Be transparent. Don’t be afraid to get real with employees about what’s changing, why and what they need to do. No spin. No sugar. No jargon (please). If you’re making significant plan changes this year, use personas to help people understand how this will affect them. And provide decision guides that walk them through all the variables (particularly deductibles, copayments, HSA contributions, covered services and provider network details) so they can make the best choice for themselves and their families. When you’re upfront about what’s happening and you provide helpful, detailed communications, you build employees’ trust, head off confusion and save yourself the time and energy spent responding to a barrage of questions.

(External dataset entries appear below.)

use anyhow::{bail, Context};
use clap::{Args, Parser, Subcommand};
use devhost::config::{
    DomainConfig, GlobalConfig, ProjectConfig, ProjectConfigBuilder, ServiceKind, DESCRIPTOR_FILE,
};
use devhost::docker::{ContainerRuntime, DockerManager, UnavailableRuntime};
use devhost::library::{TemplateLibrary, TemplateSource};
use devhost::paths::Paths;
use devhost::php::ActivationState;
use devhost::reconciler::{CheckReport, Reconciler, StartResult, StopResult};
use devhost::runner::{CommandRunner, CommandSpec, SystemRunner};
use devhost::{Issue, PKG_NAME, VERSION};
use std::path::{Path, PathBuf};
use std::process::ExitCode;
use std::sync::Arc;
use tracing::{debug, warn};
use tracing_subscriber::EnvFilter;

#[derive(Parser)]
#[command(name = "devhost", version, about = "Local development environments for PHP projects")]
struct Cli {
    /// Project directory (default: current directory)
    #[arg(short = 'C', long, global = true)]
    project: Option<PathBuf>,

    /// Verbose logging
    #[arg(short, long, global = true)]
    verbose: bool,

    #[command(subcommand)]
    command: Command,
}

#[derive(Subcommand)]
enum Command {
    /// Start the project (containers, PHP pool, vhosts, certificates, DNS)
    Start {
        /// Start every known project
        #[arg(long)]
        all: bool,
    },
    /// Stop the project and any shared service nobody else uses
    Stop {
        /// Stop every known project
        #[arg(long)]
        all: bool,
        /// Report what would change without changing it
        #[arg(long)]
        dry_run: bool,
    },
    /// Stop then start
    Restart {
        #[arg(long)]
        all: bool,
    },
    /// Report the reconciled state without changing anything
    Check {
        /// Print the report as JSON
        #[arg(long)]
        json: bool,
    },
    /// Write a project descriptor
    Init(InitArgs),
    /// Run a command defined in the descriptor
    Run {
        name: String,
        #[arg(trailing_var_arg = true, allow_hyphen_values = true)]
        args: Vec<String>,
    },
    /// Inspect the templates generators use
    Library {
        #[command(subcommand)]
        command: LibraryCommand,
    },
    /// PHP runtime settings
    Php {
        #[command(subcommand)]
        command: PhpCommand,
    },
}

#[derive(Args)]
struct InitArgs {
    /// Project name (default: directory name)
    #[arg(long)]
    name: Option<String>,
    /// Domain to serve; repeat for more (default: <name>.<tld>)
    #[arg(long = "domain")]
    domains: Vec<String>,
    /// PHP version
    #[arg(long)]
    php: Option<String>,
    /// Service as kind or kind=version; repeat for more
    #[arg(long = "service")]
    services: Vec<String>,
    /// Serve domains over plain HTTP only
    #[arg(long)]
    no_ssl: bool,
    /// Overwrite an existing descriptor
    #[arg(long)]
    force: bool,
}

#[derive(Subcommand)]
enum LibraryCommand {
    /// List templates and where each comes from
    List,
    /// Print a template
    Show { name: String },
}

#[derive(Subcommand)]
enum PhpCommand {
    /// Host-global settings file for one PHP version
    SystemIni {
        #[command(subcommand)]
        command: SystemIniCommand,
    },
}

#[derive(Subcommand)]
enum SystemIniCommand {
    /// Show owner, activation state and the manual commands
    Show { version: String },
    /// Activate the staged settings (requires elevated privilege)
    Enable { version: String },
    /// Deactivate the settings (requires elevated privilege)
    Disable { version: String },
    /// Forget the owner and staged settings
    Clear { version: String },
}

#[tokio::main]
async fn main() -> ExitCode {
    let cli = Cli::parse();

    let default_filter = if cli.verbose { "devhost=debug" } else { "devhost=info" };
    tracing_subscriber::fmt()
        .with_env_filter(
            EnvFilter::try_from_default_env().unwrap_or_else(|_| EnvFilter::new(default_filter)),
        )
        .with_writer(std::io::stderr)
        .with_target(false)
        .init();

    debug!(name = PKG_NAME, version = VERSION, "devhost starting");

    match run(cli).await {
        Ok(code) => code,
        Err(e) => {
            eprintln!("error: {:#}", e);
            ExitCode::FAILURE
        }
    }
}

async fn run(cli: Cli) -> anyhow::Result<ExitCode> {
    let project_dir = match &cli.project {
        Some(dir) => dir.clone(),
        None => std::env::current_dir().context("cannot determine current directory")?,
    };
    let paths = Paths::discover()?;

    match cli.command {
        Command::Library { command } => {
            library(&paths, command)?;
            return Ok(ExitCode::SUCCESS);
        }
        Command::Init(args) => {
            let global = GlobalConfig::load(&paths)?;
            return init(&project_dir, &global, args);
        }
        Command::Run { name, args } => {
            let config = load_project(&project_dir)?;
            return run_command(&config, &name, &args).await;
        }
        _ => {}
    }

    let global = GlobalConfig::load(&paths)?;
    let runner = Arc::new(SystemRunner::new(global.privilege()));
    let runtime: Arc<dyn ContainerRuntime> = match DockerManager::connect(global.docker_host.as_deref()) {
        Ok(docker) => Arc::new(docker),
        Err(e) if e.is_fatal() => return Err(e.into()),
        Err(e) => {
            warn!(error = %e, "Container runtime unavailable");
            Arc::new(UnavailableRuntime::new(&e))
        }
    };
    let runner: Arc<dyn CommandRunner> = runner;
    let reconciler = Reconciler::new(paths, global, runner, runtime)?;

    // Partial completion exits 0. Only a fatal validation or reconcile
    // error fails the command, including one project of an --all run.
    let ok = match cli.command {
        Command::Start { all: true } => report_starts(&reconciler.start_all().await?),
        Command::Start { all: false } => {
            let config = load_project(&project_dir)?;
            report_starts(&[reconciler.start(&config).await?])
        }
        Command::Stop { all: true, dry_run } => {
            report_stops(&reconciler.stop_all(dry_run).await?);
            true
        }
        Command::Stop { all: false, dry_run } => {
            let config = load_project(&project_dir)?;
            report_stops(&[reconciler.stop(&config, dry_run).await?]);
            true
        }
        Command::Restart { all: true } => report_starts(&reconciler.restart_all().await?),
        Command::Restart { all: false } => {
            let config = load_project(&project_dir)?;
            report_starts(&[reconciler.restart(&config).await?])
        }
        Command::Check { json } => {
            let config = match ProjectConfig::find(&project_dir) {
                Some(file) => Some(ProjectConfig::load(&file)?),
                None => None,
            };
            let report = reconciler.check(config.as_ref()).await?;
            if json {
                println!("{}", serde_json::to_string_pretty(&report)?);
            } else {
                print_check(&report);
            }
            true
        }
        Command::Php {
            command: PhpCommand::SystemIni { command },
        } => {
            system_ini(&reconciler, command).await?;
            true
        }
        Command::Library { .. } | Command::Init(_) | Command::Run { .. } => true,
    };

    Ok(if ok { ExitCode::SUCCESS } else { ExitCode::FAILURE })
}

fn load_project(dir: &Path) -> anyhow::Result<ProjectConfig> {
    let Some(file) = ProjectConfig::find(dir) else {
        bail!(
            "no {} found in {} or its parents; run `devhost init` first",
            DESCRIPTOR_FILE,
            dir.display()
        );
    };
    Ok(ProjectConfig::load(&file)?)
}
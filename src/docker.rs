//! Container runtime access for shared services

use crate::error::{Component, DevhostError, Result};
use async_trait::async_trait;
use bollard::container::InspectContainerOptions;
use bollard::exec::{CreateExecOptions, StartExecResults};
use bollard::Docker;
use futures::StreamExt;
use tracing::debug;

/// Output of a command executed inside a container
#[derive(Debug, Clone, Default, PartialEq, Eq)]
pub struct ExecOutput {
    pub exit_code: i64,
    pub output: String,
}

impl ExecOutput {
    pub fn success(&self) -> bool {
        self.exit_code == 0
    }
}

/// Operations the reconciler needs from the container daemon
#[async_trait]
pub trait ContainerRuntime: Send + Sync {
    /// Check the daemon answers
    async fn ping(&self) -> Result<()>;

    /// Whether the named container exists and is running
    async fn is_running(&self, container: &str) -> Result<bool>;

    /// Run a command inside a running container, capturing combined output
    async fn exec(&self, container: &str, cmd: &[&str]) -> Result<ExecOutput>;
}

/// Docker daemon client
pub struct DockerManager {
    client: Docker,
}

impl DockerManager {
    /// Connect to the Docker daemon
    ///
    /// Connection priority:
    /// 1. Explicit docker_host parameter
    /// 2. DOCKER_HOST environment variable
    /// 3. Common socket paths (platform-specific)
    ///
    /// Connecting does not contact the daemon; use `ping` for that.
    pub fn connect(docker_host: Option<&str>) -> Result<Self> {
        let client = if let Some(host) = docker_host {
            Self::connect_to_host(host)?
        } else if let Ok(host) = std::env::var("DOCKER_HOST") {
            Self::connect_to_host(&host)?
        } else {
            Self::connect_with_defaults()?
        };
        Ok(Self { client })
    }

    fn connect_to_host(host: &str) -> Result<Docker> {
        if let Some(socket_path) = host.strip_prefix("unix://") {
            Docker::connect_with_socket(socket_path, 120, bollard::API_DEFAULT_VERSION).map_err(|e| {
                DevhostError::tool(
                    Component::Containers,
                    format!("cannot connect to Unix socket '{}': {}", socket_path, e),
                )
            })
        } else if host.starts_with("tcp://") || host.starts_with("http://") {
            Docker::connect_with_http(host, 120, bollard::API_DEFAULT_VERSION).map_err(|e| {
                DevhostError::tool(
                    Component::Containers,
                    format!("cannot connect to TCP endpoint '{}': {}", host, e),
                )
            })
        } else {
            Err(DevhostError::config(format!(
                "invalid docker_host '{}': expected 'unix:///path/to/socket' or 'tcp://host:port'",
                host
            )))
        }
    }

    fn connect_with_defaults() -> Result<Docker> {
        let home = std::env::var("HOME").unwrap_or_default();
        let xdg_runtime = std::env::var("XDG_RUNTIME_DIR").unwrap_or_default();

        let socket_paths: Vec<(&str, String)> = vec![
            ("Linux default", "/var/run/docker.sock".to_string()),
            ("Docker Desktop (macOS)", format!("{}/.docker/run/docker.sock", home)),
            ("Colima (macOS)", format!("{}/.colima/default/docker.sock", home)),
            ("OrbStack", format!("{}/.orbstack/run/docker.sock", home)),
            ("Podman (Linux)", format!("{}/podman/podman.sock", xdg_runtime)),
        ];

        for (name, path) in &socket_paths {
            if path.starts_with('/') && !path.starts_with("//") && std::path::Path::new(path).exists() {
                debug!(path, name, "Found Docker socket");
                if let Ok(client) =
                    Docker::connect_with_socket(path, 120, bollard::API_DEFAULT_VERSION)
                {
                    return Ok(client);
                }
            }
        }

        Docker::connect_with_socket_defaults().map_err(|e| {
            DevhostError::tool(
                Component::Containers,
                format!(
                    "cannot connect to Docker daemon: {}. Start Docker Desktop, Colima or dockerd, \
                     or set docker_host in config.toml",
                    e
                ),
            )
        })
    }
}

#[async_trait]
impl ContainerRuntime for DockerManager {
    async fn ping(&self) -> Result<()> {
        self.client.ping().await.map_err(|e| {
            DevhostError::tool(
                Component::Containers,
                format!(
                    "Docker daemon is not responding: {}. Ensure Docker Desktop, Colima, or dockerd is running",
                    e
                ),
            )
        })?;
        debug!("Connected to Docker daemon");
        Ok(())
    }

    async fn is_running(&self, container: &str) -> Result<bool> {
        match self
            .client
            .inspect_container(container, None::<InspectContainerOptions>)
            .await
        {
            Ok(info) => Ok(info.state.and_then(|s| s.running).unwrap_or(false)),
            Err(bollard::errors::Error::DockerResponseServerError {
                status_code: 404, ..
            }) => Ok(false),
            Err(e) => Err(DevhostError::tool(
                Component::Containers,
                format!("cannot inspect container '{}': {}", container, e),
            )),
        }
    }

    async fn exec(&self, container: &str, cmd: &[&str]) -> Result<ExecOutput> {
        let tool_err = |e: bollard::errors::Error| {
            DevhostError::tool(
                Component::Containers,
                format!("exec `{}` in '{}' failed: {}", cmd.join(" "), container, e),
            )
        };

        let exec = self
            .client
            .create_exec(
                container,
                CreateExecOptions::<String> {
                    cmd: Some(cmd.iter().map(|s| s.to_string()).collect()),
                    attach_stdout: Some(true),
                    attach_stderr: Some(true),
                    ..Default::default()
                },
            )
            .await
            .map_err(tool_err)?;

        let mut output = String::new();
        if let StartExecResults::Attached { output: mut stream, .. } =
            self.client.start_exec(&exec.id, None).await.map_err(tool_err)?
        {
            while let Some(chunk) = stream.next().await {
                output.push_str(&chunk.map_err(tool_err)?.to_string());
            }
        }

        let inspect = self.client.inspect_exec(&exec.id).await.map_err(tool_err)?;
        let exit_code = inspect.exit_code.unwrap_or(-1);
        debug!(container, command = %cmd.join(" "), exit_code, "Exec finished");

        Ok(ExecOutput { exit_code, output })
    }
}

/// Stand-in used when no daemon endpoint could be set up
///
/// Every call fails with the original connection error, so only the
/// container phase of a run is affected.
pub struct UnavailableRuntime {
    message: String,
}

impl UnavailableRuntime {
    pub fn new(error: &DevhostError) -> Self {
        Self {
            message: match error {
                DevhostError::ExternalTool { message, .. } => message.clone(),
                other => other.to_string(),
            },
        }
    }

    fn error(&self) -> DevhostError {
        DevhostError::tool(Component::Containers, self.message.clone())
    }
}

#[async_trait]
impl ContainerRuntime for UnavailableRuntime {
    async fn ping(&self) -> Result<()> {
        Err(self.error())
    }

    async fn is_running(&self, _container: &str) -> Result<bool> {
        Err(self.error())
    }

    async fn exec(&self, _container: &str, _cmd: &[&str]) -> Result<ExecOutput> {
        Err(self.error())
    }
}

#[cfg(test)]
mod tests {
    use super::*;

    #[test]
    fn test_invalid_docker_host() {
        let err = DockerManager::connect(Some("ftp://nowhere")).err().unwrap();
        assert!(matches!(err, DevhostError::Config { .. }));
    }

    #[tokio::test]
    async fn test_unavailable_runtime_reports_cause() {
        let runtime = UnavailableRuntime::new(&DevhostError::tool(
            Component::Containers,
            "no socket",
        ));
        let err = runtime.ping().await.unwrap_err();
        assert_eq!(err.to_string(), "containers: no socket");
        assert!(runtime.is_running("devhost-redis-7.4").await.is_err());
    }

    #[test]
    fn test_explicit_socket_does_not_contact_daemon() {
        assert!(DockerManager::connect(Some("unix:///tmp/devhost-missing.sock")).is_ok());
    }
}
#[cfg(test)]
mod tests {
    use super::*;
    use crate::runner::CommandOutput;
    use async_trait::async_trait;
    use std::sync::atomic::{AtomicBool, Ordering};
    use std::sync::Mutex;
    use tempfile::TempDir;

    #[derive(Default)]
    struct Recorder {
        commands: Mutex<Vec<String>>,
        restart_fails: AtomicBool,
    }

    #[async_trait]
    impl CommandRunner for Recorder {
        async fn run(&self, spec: &CommandSpec) -> Result<CommandOutput> {
            let line = spec.display();
            self.commands.lock().unwrap().push(line.clone());
            if line == "restart-dnsmasq" && self.restart_fails.load(Ordering::SeqCst) {
                return Ok(CommandOutput::failed(1, "dnsmasq: failed to bind"));
            }
            Ok(CommandOutput::ok())
        }
    }

    fn config(dir: &TempDir, mode: DnsMode) -> GlobalConfig {
        let mut config = GlobalConfig::default();
        config.dns.mode = mode;
        config.dns.hosts_file = dir.path().join("hosts").display().to_string();
        config.dns.dnsmasq_config = dir.path().join("dnsmasq.d/devhost.conf").display().to_string();
        config.dns.resolver_dir = dir.path().join("resolver").display().to_string();
        config.dns.restart_command = "restart-dnsmasq".to_string();
        config
    }

    fn domains(list: &[&str]) -> BTreeSet<String> {
        list.iter().map(|d| d.to_string()).collect()
    }

    #[test]
    fn test_append_new_section() {
        let content = "127.0.0.1 localhost\n";
        let updated = update_hosts_section(content, &["app.test".to_string()]);
        assert_eq!(
            updated,
            "127.0.0.1 localhost\n# BEGIN devhost\n127.0.0.1 app.test\n::1 app.test\n# END devhost\n"
        );
    }

    #[test]
    fn test_replace_existing_section() {
        let content = "127.0.0.1 localhost\n# BEGIN devhost\n127.0.0.1 old.test\n# END devhost\n10.0.0.1 nas\n";
        let updated = update_hosts_section(content, &["new.test".to_string()]);
        assert!(updated.contains("127.0.0.1 new.test"));
        assert!(!updated.contains("old.test"));
        assert!(updated.ends_with("# END devhost\n10.0.0.1 nas\n"));
        assert_eq!(updated.matches(BEGIN_MARKER).count(), 1);
    }

    #[test]
    fn test_empty_domains_drop_section() {
        let content = "127.0.0.1 localhost\n# BEGIN devhost\n127.0.0.1 old.test\n# END devhost\n";
        assert_eq!(update_hosts_section(content, &[]), "127.0.0.1 localhost\n");
        assert_eq!(update_hosts_section("127.0.0.1 localhost\n", &[]), "127.0.0.1 localhost\n");
    }

    #[tokio::test]
    async fn test_hosts_mode_is_idempotent() {
        let dir = TempDir::new().unwrap();
        std::fs::write(dir.path().join("hosts"), "127.0.0.1 localhost\n").unwrap();
        let manager = DnsManager::new(
            Paths::new(dir.path().join("state")),
            config(&dir, DnsMode::Hosts),
            Arc::new(Recorder::default()),
        );

        let report = manager.apply(&domains(&["shop.test", "blog.test"])).await.unwrap();
        assert!(report.changed);
        let hosts = std::fs::read_to_string(dir.path().join("hosts")).unwrap();
        assert!(hosts.contains("127.0.0.1 blog.test\n::1 blog.test\n127.0.0.1 shop.test"));

        let report = manager.apply(&domains(&["shop.test", "blog.test"])).await.unwrap();
        assert!(!report.changed);
    }

    #[tokio::test]
    async fn test_dnsmasq_mode_registers_tld() {
        let dir = TempDir::new().unwrap();
        let runner = Arc::new(Recorder::default());
        let manager = DnsManager::new(
            Paths::new(dir.path().join("state")),
            config(&dir, DnsMode::Dnsmasq),
            runner.clone(),
        );

        let report = manager
            .apply(&domains(&["shop.test", "shop.example.com"]))
            .await
            .unwrap();

        let dnsmasq = std::fs::read_to_string(dir.path().join("dnsmasq.d/devhost.conf")).unwrap();
        assert!(dnsmasq.contains("address=/.test/127.0.0.1"));
        assert!(dir.path().join("resolver/test").exists());
        assert_eq!(*runner.commands.lock().unwrap(), vec!["restart-dnsmasq".to_string()]);

        assert_eq!(report.warnings.len(), 1);
        assert!(report.warnings[0].message.contains("shop.example.com"));
        let hosts = std::fs::read_to_string(dir.path().join("hosts")).unwrap();
        assert!(hosts.contains("127.0.0.1 shop.example.com"));
        assert!(!hosts.contains("shop.test"));

        assert_eq!(
            manager.load_state().unwrap().registered_tld.as_deref(),
            Some("test")
        );
    }

    #[tokio::test]
    async fn test_tld_change_removes_old_resolver() {
        let dir = TempDir::new().unwrap();
        let runner = Arc::new(Recorder::default());
        let state = Paths::new(dir.path().join("state"));

        let first = DnsManager::new(state.clone(), config(&dir, DnsMode::Dnsmasq), runner.clone());
        first.apply(&domains(&["shop.test"])).await.unwrap();
        assert!(dir.path().join("resolver/test").exists());

        let mut changed = config(&dir, DnsMode::Dnsmasq);
        changed.tld = "local".to_string();
        let second = DnsManager::new(state, changed, runner);
        second.apply(&domains(&["shop.local"])).await.unwrap();

        assert!(!dir.path().join("resolver/test").exists());
        assert!(dir.path().join("resolver/local").exists());
        assert_eq!(
            second.load_state().unwrap().registered_tld.as_deref(),
            Some("local")
        );
    }

    #[tokio::test]
    async fn test_switching_to_hosts_unregisters() {
        let dir = TempDir::new().unwrap();
        let runner = Arc::new(Recorder::default());
        let state = Paths::new(dir.path().join("state"));

        DnsManager::new(state.clone(), config(&dir, DnsMode::Dnsmasq), runner.clone())
            .apply(&domains(&["shop.test"]))
            .await
            .unwrap();
        DnsManager::new(state.clone(), config(&dir, DnsMode::Hosts), runner)
            .apply(&domains(&["shop.test"]))
            .await
            .unwrap();

        assert!(!dir.path().join("resolver/test").exists());
        assert!(!dir.path().join("dnsmasq.d/devhost.conf").exists());
        let hosts = std::fs::read_to_string(dir.path().join("hosts")).unwrap();
        assert!(hosts.contains("127.0.0.1 shop.test"));
    }

    #[tokio::test]
    async fn test_failed_restart_is_retried() {
        let dir = TempDir::new().unwrap();
        let runner = Arc::new(Recorder::default());
        runner.restart_fails.store(true, Ordering::SeqCst);
        let manager = DnsManager::new(
            Paths::new(dir.path().join("state")),
            config(&dir, DnsMode::Dnsmasq),
            runner.clone(),
        );

        assert!(manager.apply(&domains(&["shop.test"])).await.is_err());
        assert!(dir.path().join("dnsmasq.d/devhost.conf").exists());

        runner.restart_fails.store(false, Ordering::SeqCst);
        runner.commands.lock().unwrap().clear();
        manager.apply(&domains(&["shop.test"])).await.unwrap();
        assert_eq!(*runner.commands.lock().unwrap(), vec!["restart-dnsmasq".to_string()]);

        runner.commands.lock().unwrap().clear();
        manager.apply(&domains(&["shop.test"])).await.unwrap();
        assert!(runner.commands.lock().unwrap().is_empty());
    }
}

Talk to your employees. And more importantly – listen. We all put a ton of blood, sweat and tears into benefit planning and open enrollment communications – so much so, that it can become a bit of a one-way street. Keep in mind that this is a time when employees are sitting up straight and paying attention. So ask for their feedback. How do they feel about what’s changing? The benefits overall? Why? What could be done differently? Whether you’re talking with employees at a town hall, engaging with them over social media or asking for their honest responses to a survey, really listen to what they have to say, thoughtfully respond and act on their feedback as much as you can.